I've been frustrated with servers recently myself, which seem to come with VT disabled by default and I have to go enable it on each box. Is there an advantage to having it disabled? Why would anyone set the option to disabled by default?
Same goes for "Intel I/O AT", disabled by default at least on the most recent Dell systems that we have, any reason to have it off by default? I mean if you have software that doesn't take advantage of it you won't be able to take advantage of it anyways, but what's the point of having it default to off especially on a brand new server?
Desktops/laptops too, I can't imagine a reason not to ship with VT enabled by default.
I turn VT and IO/AT on all boxes regardless if I ever think I'll use them right away. I just haven't seen a reason not to.
clarify disadvantages, please
Interesting, I always hoped there would be some qualitative advantage to multi-core processors.
What problems were Sony and Fujitsu trying to avoid by leaving the option switched off? Performance?

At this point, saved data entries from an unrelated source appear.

//! Socket-file lifecycle: stale-file recovery, clean teardown, restart.

use serde_json::json;

use skillwire::message::METHOD_NOT_FOUND;
use skillwire::WireError;

use super::test_helpers::{register_echo, wire_pair};

/// Starting over a stale socket file left by an unclean prior run succeeds
/// instead of failing with an address-in-use error.
#[tokio::test]
async fn start_over_stale_socket_file_succeeds() {
    let (_dir, mut server, client) = wire_pair("RevivedSkill");
    register_echo(&mut server);

    std::fs::write(server.socket_path(), b"").expect("plant stale socket file");

    server.start().await.expect("start must replace the stale file");

    let result = client
        .call("echo", &[json!("back")])
        .await
        .expect("call after stale recovery succeeds");
    assert_eq!(result, json!("back"));
    server.stop().await.expect("server stops");
}

/// `stop()` removes the socket file and is idempotent.
#[tokio::test]
async fn stop_removes_socket_file_and_is_idempotent() {
    let (_dir, mut server, _client) = wire_pair("TidySkill");
    register_echo(&mut server);

    server.start().await.expect("server starts");
    let path = server.socket_path();
    assert!(path.exists(), "socket file exists while running");

    server.stop().await.expect("first stop succeeds");
    assert!(!path.exists(), "socket file removed at stop");

    server.stop().await.expect("second stop is a no-op");
}

/// `stop()` on a server that was never started is a no-op.
#[tokio::test]
async fn stop_before_start_is_a_noop() {
    let (_dir, mut server, _client) = wire_pair("IdleSkill");
    server.stop().await.expect("stop without start succeeds");
}

/// A stopped server can be started again on the same path.
#[tokio::test]
async fn restart_after_stop_serves_again() {
    let (_dir, mut server, client) = wire_pair("PhoenixSkill");
    register_echo(&mut server);

    server.start().await.expect("first start");
    server.stop().await.expect("stop");
    server.start().await.expect("second start");

    let result = client
        .call("echo", &[json!(2)])
        .await
        .expect("call after restart succeeds");
    assert_eq!(result, json!(2));
    server.stop().await.expect("final stop");
}

/// Starting an already-running server is refused.
#[tokio::test]
async fn double_start_is_refused() {
    let (_dir, mut server, _client) = wire_pair("GreedySkill");
    server.start().await.expect("first start");

    let err = server.start().await.expect_err("second start must fail");
    assert!(
        matches!(err, WireError::Startup(_)),
        "expected WireError::Startup, got: {err:?}"
    );
    server.stop().await.expect("server stops");
}

/// The registry is snapshotted at `start()`: registrations made afterwards
/// do not reach the running listener.
#[tokio::test]
async fn registration_after_start_does_not_reach_running_listener() {
    let (_dir, mut server, client) = wire_pair("FrozenSkill");
    register_echo(&mut server);
    server.start().await.expect("server starts");

    server.register_handler("late", |_params| async move { Ok(json!("late")) });

    let err = client
        .call("late", &[])
        .await
        .expect_err("late registration must be invisible");
    match err {
        WireError::Rpc { code, .. } => assert_eq!(code, METHOD_NOT_FOUND),
        other => panic!("expected WireError::Rpc, got: {other:?}"),
    }
    server.stop().await.expect("server stops");
}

Given that Sony removed the option to switch it on from BIOS. Warranty guys probably won't be happy if I disassemble and patch it, will they?
Re: Nate Amsden & Britt Johnston
Sony et al. were s****ing themselves when they've seen it.
That why I use an AMD Processor and for one they have supported VT since the Athlon 64.
Intel have taken a postive step to get OEM's to open this up which is good, but to be fair who would buy a Sony laptop anyway. It's overpriced tat and just wants to show how small a C*ck they have, any one that buys a FS was just asking for it!!